[Records excerpted from a collection]
————————

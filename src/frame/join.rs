use std::collections::HashMap;

use crate::frame::{Column, Frame};

/// One component of a join key. Float columns are rejected as keys since NaN
/// equality would be ambiguous.
#[derive(Debug, Clone, Hash, PartialEq, Eq)]
enum KeyPart {
    Int(i64),
    Str(String),
}

fn key_at(col: &Column, name: &str, row: usize) -> anyhow::Result<Option<KeyPart>> {
    match col {
        Column::Int(v) => Ok(v[row].map(KeyPart::Int)),
        Column::Str(v) => Ok(v[row].clone().map(KeyPart::Str)),
        Column::Float(_) => anyhow::bail!("float column '{}' cannot be a join key", name),
    }
}

fn key_tuple(frame: &Frame, keys: &[&str], row: usize) -> anyhow::Result<Option<Vec<KeyPart>>> {
    let mut tuple = Vec::with_capacity(keys.len());
    for &name in keys {
        match key_at(frame.column(name)?, name, row)? {
            Some(part) => tuple.push(part),
            // A null anywhere in the key tuple never matches.
            None => return Ok(None),
        }
    }
    Ok(Some(tuple))
}

/// Inner join on a key tuple. Output rows follow the left frame's order; for
/// each left row, matching right rows are emitted in their own row order.
/// Output columns are the left columns followed by the right non-key columns.
pub fn inner_join(left: &Frame, right: &Frame, keys: &[&str]) -> anyhow::Result<Frame> {
    let mut right_map: HashMap<Vec<KeyPart>, Vec<usize>> = HashMap::new();
    for row in 0..right.n_rows() {
        if let Some(tuple) = key_tuple(right, keys, row)? {
            right_map.entry(tuple).or_default().push(row);
        }
    }

    let mut left_rows: Vec<usize> = Vec::new();
    let mut right_rows: Vec<usize> = Vec::new();
    for row in 0..left.n_rows() {
        let Some(tuple) = key_tuple(left, keys, row)? else {
            continue;
        };
        if let Some(matches) = right_map.get(&tuple) {
            for &r in matches {
                left_rows.push(row);
                right_rows.push(r);
            }
        }
    }

    let mut out = left.take_rows(&left_rows);
    for (name, col) in right.columns() {
        if keys.contains(&name) {
            continue;
        }
        out.push(name, col.take(&right_rows))?;
    }
    Ok(out)
}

————————

=== PROMPT ===
Write the entries out again in full, exactly as they appear above.

=== YOUR SOLUTION ===
filename src/frame/join.rs
use std::collections::HashMap;

use crate::frame::{Column, Frame};

/// One component of a join key. Float columns are rejected as keys since NaN
/// equality would be ambiguous.
#[derive(Debug, Clone, Hash, PartialEq, Eq)]
enum KeyPart {
    Int(i64),
    Str(String),
}

fn key_at(col: &Column, name: &str, row: usize) -> anyhow::Result<Option<KeyPart>> {
    match col {
        Column::Int(v) => Ok(v[row].map(KeyPart::Int)),
        Column::Str(v) => Ok(v[row].clone().map(KeyPart::Str)),
        Column::Float(_) => anyhow::bail!("float column '{}' cannot be a join key", name),
    }
}

fn key_tuple(frame: &Frame, keys: &[&str], row: usize) -> anyhow::Result<Option<Vec<KeyPart>>> {
    let mut tuple = Vec::with_capacity(keys.len());
    for &name in keys {
        match key_at(frame.column(name)?, name, row)? {
            Some(part) => tuple.push(part),
            // A null anywhere in the key tuple never matches.
            None => return Ok(None),
        }
    }
    Ok(Some(tuple))
}

/// Inner join on a key tuple. Output rows follow the left frame's order; for
/// each left row, matching right rows are emitted in their own row order.
/// Output columns are the left columns followed by the right non-key columns.
pub fn inner_join(left: &Frame, right: &Frame, keys: &[&str]) -> anyhow::Result<Frame> {
    let mut right_map: HashMap<Vec<KeyPart>, Vec<usize>> = HashMap::new();
    for row in 0..right.n_rows() {
        if let Some(tuple) = key_tuple(right, keys, row)? {
            right_map.entry(tuple).or_default().push(row);
        }
    }

    let mut left_rows: Vec<usize> = Vec::new();
    let mut right_rows: Vec<usize> = Vec::new();
    for row in 0..left.n_rows() {
        let Some(tuple) = key_tuple(left, keys, row)? else {
            continue;
        };
        if let Some(matches) = right_map.get(&tuple) {
            for &r in matches {
                left_rows.push(row);
                right_rows.push(r);
            }
        }
    }

    let mut out = left.take_rows(&left_rows);
    for (name, col) in right.columns() {
        if keys.contains(&name) {
            continue;
        }
        out.push(name, col.take(&right_rows))?;
    }
    Ok(out)
}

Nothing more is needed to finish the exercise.